__The problem__: The records that follow are to be reproduced verbatim.

Material for the task Start Marker

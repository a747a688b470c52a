//! Program metadata referenced by tracker data: tracked entity types,
//! attributes, programs, program stages and relationship types.

use serde::{Deserialize, Serialize};

use super::enums::{ProgramAccessLevel, ProgramType, RelationshipEntity};
use super::sharing::Sharing;

#[derive(Debug, Clone, PartialEq, Eq, Serialize, Deserialize)]
#[serde(rename_all = "camelCase")]
pub struct TrackedEntityAttribute {
    pub id: i64,
    pub uid: String,
    pub name: String,
    pub confidential: bool,
}

#[derive(Debug, Clone, PartialEq, Eq, Serialize, Deserialize)]
#[serde(rename_all = "camelCase")]
pub struct TrackedEntityType {
    pub id: i64,
    pub uid: String,
    pub name: String,
    pub sharing: Sharing,
}

#[derive(Debug, Clone, PartialEq, Eq, Serialize, Deserialize)]
#[serde(rename_all = "camelCase")]
pub struct Program {
    pub id: i64,
    pub uid: String,
    pub name: String,
    pub program_type: ProgramType,
    pub access_level: ProgramAccessLevel,
    pub tracked_entity_type: Option<TrackedEntityType>,
    /// UIDs of the tracked entity attributes assigned to this program.
    pub attributes: Vec<String>,
    pub sharing: Sharing,
}

impl Program {
    pub fn is_registration(&self) -> bool {
        self.program_type == ProgramType::WithRegistration
    }

    pub fn is_without_registration(&self) -> bool {
        !self.is_registration()
    }
}

#[derive(Debug, Clone, PartialEq, Eq, Serialize, Deserialize)]
#[serde(rename_all = "camelCase")]
pub struct ProgramStage {
    pub id: i64,
    pub uid: String,
    pub name: String,
    pub program: String,
    pub sharing: Sharing,
}

#[derive(Debug, Clone, PartialEq, Eq, Serialize, Deserialize)]
#[serde(rename_all = "camelCase")]
pub struct RelationshipType {
    pub id: i64,
    pub uid: String,
    pub name: String,
    pub from_entity: RelationshipEntity,
    pub to_entity: RelationshipEntity,
    pub bidirectional: bool,
    pub sharing: Sharing,
}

Material for the task End Marker

__Answer box__:
repository a747a688b470c52a
//! Program metadata referenced by tracker data: tracked entity types,
//! attributes, programs, program stages and relationship types.

use serde::{Deserialize, Serialize};

use super::enums::{ProgramAccessLevel, ProgramType, RelationshipEntity};
use super::sharing::Sharing;

#[derive(Debug, Clone, PartialEq, Eq, Serialize, Deserialize)]
#[serde(rename_all = "camelCase")]
pub struct TrackedEntityAttribute {
    pub id: i64,
    pub uid: String,
    pub name: String,
    pub confidential: bool,
}

#[derive(Debug, Clone, PartialEq, Eq, Serialize, Deserialize)]
#[serde(rename_all = "camelCase")]
pub struct TrackedEntityType {
    pub id: i64,
    pub uid: String,
    pub name: String,
    pub sharing: Sharing,
}

#[derive(Debug, Clone, PartialEq, Eq, Serialize, Deserialize)]
#[serde(rename_all = "camelCase")]
pub struct Program {
    pub id: i64,
    pub uid: String,
    pub name: String,
    pub program_type: ProgramType,
    pub access_level: ProgramAccessLevel,
    pub tracked_entity_type: Option<TrackedEntityType>,
    /// UIDs of the tracked entity attributes assigned to this program.
    pub attributes: Vec<String>,
    pub sharing: Sharing,
}

impl Program {
    pub fn is_registration(&self) -> bool {
        self.program_type == ProgramType::WithRegistration
    }

    pub fn is_without_registration(&self) -> bool {
        !self.is_registration()
    }
}

#[derive(Debug, Clone, PartialEq, Eq, Serialize, Deserialize)]
#[serde(rename_all = "camelCase")]
pub struct ProgramStage {
    pub id: i64,
    pub uid: String,
    pub name: String,
    pub program: String,
    pub sharing: Sharing,
}

#[derive(Debug, Clone, PartialEq, Eq, Serialize, Deserialize)]
#[serde(rename_all = "camelCase")]
pub struct RelationshipType {
    pub id: i64,
    pub uid: String,
    pub name: String,
    pub from_entity: RelationshipEntity,
    pub to_entity: RelationshipEntity,
    pub bidirectional: bool,
    pub sharing: Sharing,
}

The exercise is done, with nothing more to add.